Mr. SM Krishna, Foreign Minister of India

Mr. SM Krishna, Foreign Minister of India

Today, I am elated to learn that Sonia Gandhi has finally decided to rehabilitate SM Krishna to his rightful place in the power hierarchy. He could well make a mark as India’s Foreign/Commerce Minister (whichever is eventually offered to him), what with his vision for technology, reformist mindset and more importantly, having a better understanding than most in the Congress party of India’s emerging place in the new global order — be it globalization or the war on terrorism.

My secret wish is to see him at the helm of Foreign Ministry, enlightening Barack Obama why shipping Bangalore’s jobs to Buffalo would spell doom to Silicon Valley, CA. Of course, I am mindful that I have no voice in 10, Janpath. It is a no-brainer that he’ll get along well with Hillary Clinton given his polished and suave personality and openly-expressed admiration for her husband. I’m not so sure how he’ll deal with China or Pakistan, but he deserves a chance to prove himself on the world stage.

Let me give you a quick brief about SM Krishna, for those of you not aware of him. He was the Chief Minister of my native state Karnataka in the early 2000’s. Karnataka, and especially Bangalore, was fortunate to have such a personality during the height of DotCom boom across the world. He brought global attention to the then-sleepy and unknown city of Bangalore overnight. Bangalore boomed as the Silicon Valley of India, creating IT jobs for youth from every nook and corner of the country. It wouldn’t be an exaggeration to say that he is single-handedly responsible for what we know of Bangalore today — for others who occupied Karnataka CM’s chair before and after him have done precious little; some have even actively engaged in destroying the good image of the city. While there is some merit to the argument that his focus on Bangalore came at the cost of rural development, one cannot deny that Bangalore’s economy has had a spill-over effect on Hyderabad and other second-rung cities like Mysore, Mangalore, and rural Karnataka.

After Krishna’s defeat in Karnataka Assembly 2004, the treatment meted out to him over the last five years, on the pretext of keeping Deve Gowda and his rivals in Karnataka Congress mollified, was quite unbecoming of Congress High Command. He was demonized for being ‘elite’ and ‘urbane’, and made solely responsible for the defeat. As a punishment, he was unceremoniously dispatched to Mumbai’s Raj Bhavan — despite his clear indication that he had many more years left in active politics. After his stint in Maharashtra, he was sidelined in Karnataka politics too, for the fear that he would drive away rural voters. As a matter of fact, ever since his departure, it is the Congress party that has been sidelined by voters all across Karnataka, both urban and rural.

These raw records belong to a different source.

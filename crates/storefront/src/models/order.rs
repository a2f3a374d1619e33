//! Orders placed through the checkout.

use chrono::{DateTime, NaiveDate, NaiveDateTime, Utc};
use rand::seq::IndexedRandom;
use serde::{Deserialize, Serialize};

use fournil_core::{Email, OrderId, OrderStatus, Phone, Price, ProductId, UserId};

use super::slot::shop_local;
use super::{CartItem, ValidationError, required_text};

/// A line of an order, frozen when checkout starts.
#[derive(Debug, Clone, PartialEq, Eq, Serialize, Deserialize)]
pub struct OrderLine {
    pub product_id: ProductId,
    pub name: String,
    pub unit_price: Price,
    pub quantity: u32,
    pub line_total: Price,
}

impl From<&CartItem> for OrderLine {
    fn from(item: &CartItem) -> Self {
        Self {
            product_id: item.product_id,
            name: item.name.clone(),
            unit_price: item.unit_price,
            quantity: item.quantity,
            line_total: item.subtotal(),
        }
    }
}

/// Who picks the order up.
#[derive(Debug, Clone, PartialEq, Eq, Serialize, Deserialize)]
pub struct CustomerInfo {
    pub first_name: String,
    pub last_name: String,
    pub email: Email,
    pub phone: Phone,
    #[serde(default, skip_serializing_if = "Option::is_none")]
    pub note: Option<String>,
}

impl CustomerInfo {
    /// "First Last".
    #[must_use]
    pub fn full_name(&self) -> String {
        format!("{} {}", self.first_name, self.last_name)
    }
}

/// Customer form as submitted, before validation.
#[derive(Debug, Clone, Default, Deserialize)]
pub struct CustomerInfoInput {
    #[serde(default)]
    pub first_name: String,
    #[serde(default)]
    pub last_name: String,
    #[serde(default)]
    pub email: String,
    #[serde(default)]
    pub phone: String,
    #[serde(default)]
    pub note: Option<String>,
}

impl CustomerInfoInput {
    /// Validate the form.
    ///
    /// # Errors
    ///
    /// Returns the first failing field: blank names, an invalid email, an
    /// invalid French phone number or a note over 500 characters.
    pub fn validate(&self) -> Result<CustomerInfo, ValidationError> {
        let first_name = required_text("first_name", &self.first_name, 80)?;
        let last_name = required_text("last_name", &self.last_name, 80)?;
        let email =
            Email::parse(&self.email).map_err(|e| ValidationError::new("email", e.to_string()))?;
        let phone =
            Phone::parse(&self.phone).map_err(|e| ValidationError::new("phone", e.to_string()))?;
        let note = self
            .note
            .as_deref()
            .map(str::trim)
            .filter(|n| !n.is_empty())
            .map(str::to_owned);
        if note.as_ref().is_some_and(|n| n.chars().count() > 500) {
            return Err(ValidationError::new("note", "must be at most 500 characters"));
        }
        Ok(CustomerInfo {
            first_name,
            last_name,
            email,
            phone,
            note,
        })
    }
}

/// Money summary of an order. Prices are tax-inclusive; `tax` is the VAT
/// portion of `total`.
#[derive(Debug, Clone, Copy, Default, PartialEq, Eq, Serialize, Deserialize)]
pub struct OrderTotals {
    pub subtotal: Price,
    pub discount: Price,
    pub total: Price,
    pub tax: Price,
}

/// Error for a status change the order lifecycle does not allow.
#[derive(Debug, Clone, PartialEq, Eq, thiserror::Error)]
#[error("cannot move order from {from} to {to}")]
pub struct StatusTransitionError {
    pub from: OrderStatus,
    pub to: OrderStatus,
}

/// A persisted order.
#[derive(Debug, Clone, PartialEq, Eq, Serialize, Deserialize)]
pub struct Order {
    pub id: OrderId,
    /// Public reference, `CMD-YYYYMMDD-XXXXXX`.
    pub number: String,
    pub user_id: Option<UserId>,
    pub lines: Vec<OrderLine>,
    /// Start of the pickup slot, shop-local time.
    pub pickup_at: NaiveDateTime,
    pub customer: CustomerInfo,
    pub promo_code: Option<String>,
    pub totals: OrderTotals,
    pub status: OrderStatus,
    pub created_at: DateTime<Utc>,
    pub updated_at: DateTime<Utc>,
}

impl Order {
    /// Check that the order may move to `next`.
    ///
    /// # Errors
    ///
    /// Returns `StatusTransitionError` if the lifecycle forbids the move.
    pub const fn check_transition(&self, next: OrderStatus) -> Result<(), StatusTransitionError> {
        if self.status.can_transition_to(next) {
            Ok(())
        } else {
            Err(StatusTransitionError {
                from: self.status,
                to: next,
            })
        }
    }

    /// Total number of units ordered.
    #[must_use]
    pub fn total_items(&self) -> u32 {
        self.lines
            .iter()
            .fold(0_u32, |acc, line| acc.saturating_add(line.quantity))
    }
}

/// Data needed to insert an order.
#[derive(Debug, Clone)]
pub struct NewOrder {
    pub number: String,
    pub user_id: Option<UserId>,
    pub lines: Vec<OrderLine>,
    pub pickup_at: NaiveDateTime,
    pub customer: CustomerInfo,
    pub promo_code: Option<String>,
    pub totals: OrderTotals,
    /// Non-cancelled orders allowed at `pickup_at`; checked on insert.
    pub slot_capacity: u32,
}

/// Order listing filter.
///
/// Dates bound the shop-local day of `created_at`, inclusive.
#[derive(Debug, Clone, Default, Deserialize)]
pub struct OrderFilter {
    pub status: Option<OrderStatus>,
    #[serde(skip)]
    pub user_id: Option<UserId>,
    pub from: Option<NaiveDate>,
    pub to: Option<NaiveDate>,
    /// Offset used to turn `created_at` into a shop-local day.
    #[serde(skip)]
    pub utc_offset_minutes: i32,
}

impl OrderFilter {
    /// Whether `order` passes the filter.
    #[must_use]
    pub fn matches(&self, order: &Order) -> bool {
        let day = shop_local(order.created_at, self.utc_offset_minutes).date();
        self.status.is_none_or(|s| s == order.status)
            && self.user_id.is_none_or(|u| Some(u) == order.user_id)
            && self.from.is_none_or(|from| day >= from)
            && self.to.is_none_or(|to| day <= to)
    }
}

const NUMBER_ALPHABET: &[u8] = b"ABCDEFGHJKLMNPQRSTUVWXYZ23456789";

/// Generate an order number, `CMD-YYYYMMDD-XXXXXX`.
#[must_use]
pub fn generate_order_number(now: DateTime<Utc>) -> String {
    let mut rng = rand::rng();
    let suffix: String = (0..6)
        .filter_map(|_| NUMBER_ALPHABET.choose(&mut rng).copied().map(char::from))
        .collect();
    format!("CMD-{}-{suffix}", now.format("%Y%m%d"))
}

#[cfg(test)]
#[allow(clippy::unwrap_used)]
mod tests {
    use super::*;
    use chrono::TimeZone;

    fn input() -> CustomerInfoInput {
        CustomerInfoInput {
            first_name: " Camille ".to_owned(),
            last_name: "Durand".to_owned(),
            email: "camille@example.fr".to_owned(),
            phone: "06 12 34 56 78".to_owned(),
            note: Some("  ".to_owned()),
        }
    }

    #[test]
    fn test_customer_info_validates() {
        let info = input().validate().unwrap();
        assert_eq!(info.first_name, "Camille");
        assert_eq!(info.phone.as_str(), "0612345678");
        assert_eq!(info.note, None);
        assert_eq!(info.full_name(), "Camille Durand");
    }

    #[test]
    fn test_customer_info_rejects_fields() {
        let mut bad = input();
        bad.last_name = String::new();
        assert_eq!(bad.validate().unwrap_err().field, "last_name");

        let mut bad = input();
        bad.email = "camille@localhost".to_owned();
        assert_eq!(bad.validate().unwrap_err().field, "email");

        let mut bad = input();
        bad.phone = "12345".to_owned();
        assert_eq!(bad.validate().unwrap_err().field, "phone");
    }

    #[test]
    fn test_order_number_format() {
        let now = Utc.with_ymd_and_hms(2026, 3, 14, 9, 30, 0).unwrap();
        let number = generate_order_number(now);
        assert!(number.starts_with("CMD-20260314-"));
        assert_eq!(number.len(), "CMD-20260314-".len() + 6);
        assert!(
            number
                .chars()
                .skip(13)
                .all(|c| c.is_ascii_uppercase() || c.is_ascii_digit())
        );
    }

    #[test]
    fn test_order_line_from_cart_item() {
        let item = CartItem {
            product_id: ProductId::new(3),
            name: "Pain de campagne".to_owned(),
            unit_price: Price::from_cents(380),
            quantity: 2,
            image: None,
        };
        let line = OrderLine::from(&item);
        assert_eq!(line.line_total, Price::from_cents(760));
    }
}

Let bygones be bygones; there is little to gain by crying foul over sour grapes of the past. Except that we should recognize that — Bangalore, hence Karnataka, and India to an extent, failed to use the services of a visionalry administrator for five long years, when age and energy was on Krishna’s side. I am nevertheless relieved that in 2009, Manmohan Singh and Sonia-Rahul duo have finally come to appreciate that Krishna would be a welcome addition to the Indian cabinet, especially after a historic mandate for Congress party, which has come with the additional burden of responsibility to deliver and live upto the immense expectations of aam aadmi.